Les mythes « primitifs » dont nous disposons sont, en général, incomplets et fragmentaires. Un petit nombre seulement de personnes, dans une tribu, en possède une connaissance étendue. Ce savoir est le privilège des hommes d’âge qui, après avoir passé par les stades successifs de l’initiation, se sont mariés et ont des enfants. Chacun d’eux en connaît un plus ou moins grand nombre. Mais souvent il n’en sait ni le commencement ni la fin. Ou bien des parties importantes lui en manquent. Il est rare que d’un seul informateur on puisse obtenir un mythe en entier.

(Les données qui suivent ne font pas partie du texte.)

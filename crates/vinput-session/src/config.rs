#![forbid(unsafe_code)]

//! Environment overrides for default settings.
//!
//! | Variable | Field |
//! |----------|-------|
//! | `VINPUT_INITIAL_VALUE` | `initial_value` |
//! | `VINPUT_FOCUS` | `focus` |
//! | `VINPUT_FOCUS_ON_SET_VALUE` | `focus_on_set_value` |
//! | `VINPUT_TOUCHED_ON_CHANGE` | `touched_on_change` |
//! | `VINPUT_TRIM_ON_BLUR` | `trim_on_blur` |
//!
//! Booleans accept `1/0`, `true/false`, `yes/no` and `on/off`, case-insensitively.
//! Unset variables leave the field absent from the patch.

use std::fmt;

use crate::defaults::{self, DefaultsPatch};

pub const ENV_INITIAL_VALUE: &str = "VINPUT_INITIAL_VALUE";
pub const ENV_FOCUS: &str = "VINPUT_FOCUS";
pub const ENV_FOCUS_ON_SET_VALUE: &str = "VINPUT_FOCUS_ON_SET_VALUE";
pub const ENV_TOUCHED_ON_CHANGE: &str = "VINPUT_TOUCHED_ON_CHANGE";
pub const ENV_TRIM_ON_BLUR: &str = "VINPUT_TRIM_ON_BLUR";

/// Configuration loading error.
#[derive(Debug, Clone, PartialEq, Eq)]
pub enum ConfigError {
    /// A boolean variable held something that is not a boolean.
    InvalidBool {
        key: &'static str,
        value: String,
    },
}

impl fmt::Display for ConfigError {
    fn fmt(&self, f: &mut fmt::Formatter<'_>) -> fmt::Result {
        match self {
            Self::InvalidBool { key, value } => {
                write!(f, "{key}: expected a boolean, got {value:?}")
            }
        }
    }
}

impl std::error::Error for ConfigError {}

/// Result type for configuration loading.
pub type Result<T> = std::result::Result<T, ConfigError>;

fn parse_bool(key: &'static str, value: &str) -> Result<bool> {
    match value.trim().to_ascii_lowercase().as_str() {
        "1" | "true" | "yes" | "on" => Ok(true),
        "0" | "false" | "no" | "off" => Ok(false),
        _ => Err(ConfigError::InvalidBool {
            key,
            value: value.to_string(),
        }),
    }
}

impl DefaultsPatch {
    /// Read overrides from the process environment.
    pub fn from_env() -> Result<Self> {
        Self::from_lookup(|key| std::env::var(key).ok())
    }

    /// Read overrides through an arbitrary lookup.
    pub fn from_lookup(lookup: impl Fn(&str) -> Option<String>) -> Result<Self> {
        let flag = |key: &'static str| -> Result<Option<bool>> {
            lookup(key).map(|v| parse_bool(key, &v)).transpose()
        };
        Ok(Self {
            initial_value: lookup(ENV_INITIAL_VALUE),
            focus: flag(ENV_FOCUS)?,
            focus_on_set_value: flag(ENV_FOCUS_ON_SET_VALUE)?,
            touched_on_change: flag(ENV_TOUCHED_ON_CHANGE)?,
            trim_on_blur: flag(ENV_TRIM_ON_BLUR)?,
        })
    }
}

/// Apply environment overrides to the process-wide defaults.
///
/// Nothing is applied if any variable is malformed.
pub fn init_from_env() -> Result<()> {
    let patch = DefaultsPatch::from_env()?;
    if !patch.is_empty() {
        tracing::info!(?patch, "applying default settings from environment");
        defaults::init(patch);
    }
    Ok(())
}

De plus, les mythes d’une tribu donnée, sauf exception, ne forment guère un ensemble. On a souvent remarqué qu’ils restent extérieurs, et pour ainsi dire indifférents, les uns aux autres. La mythologie d’une tribu peut être d’une richesse inépuisable sans que rien paraisse la coordonner. M. Landtman a trouvé ce caractère très marqué dans celle des Papous de l’île Kiwai[1]. Ce n’est pas ce que nous aurions attendu. Toutefois, notre surprise provient sans doute de ce qui subsiste dans notre esprit, à notre insu, des spéculations de jadis sur la mythologie. Aux xviiie et xixe siècles,

  1. G. Landtman, The Kiwai Papuans of British New-Guinea, pp. 298-299 (1927).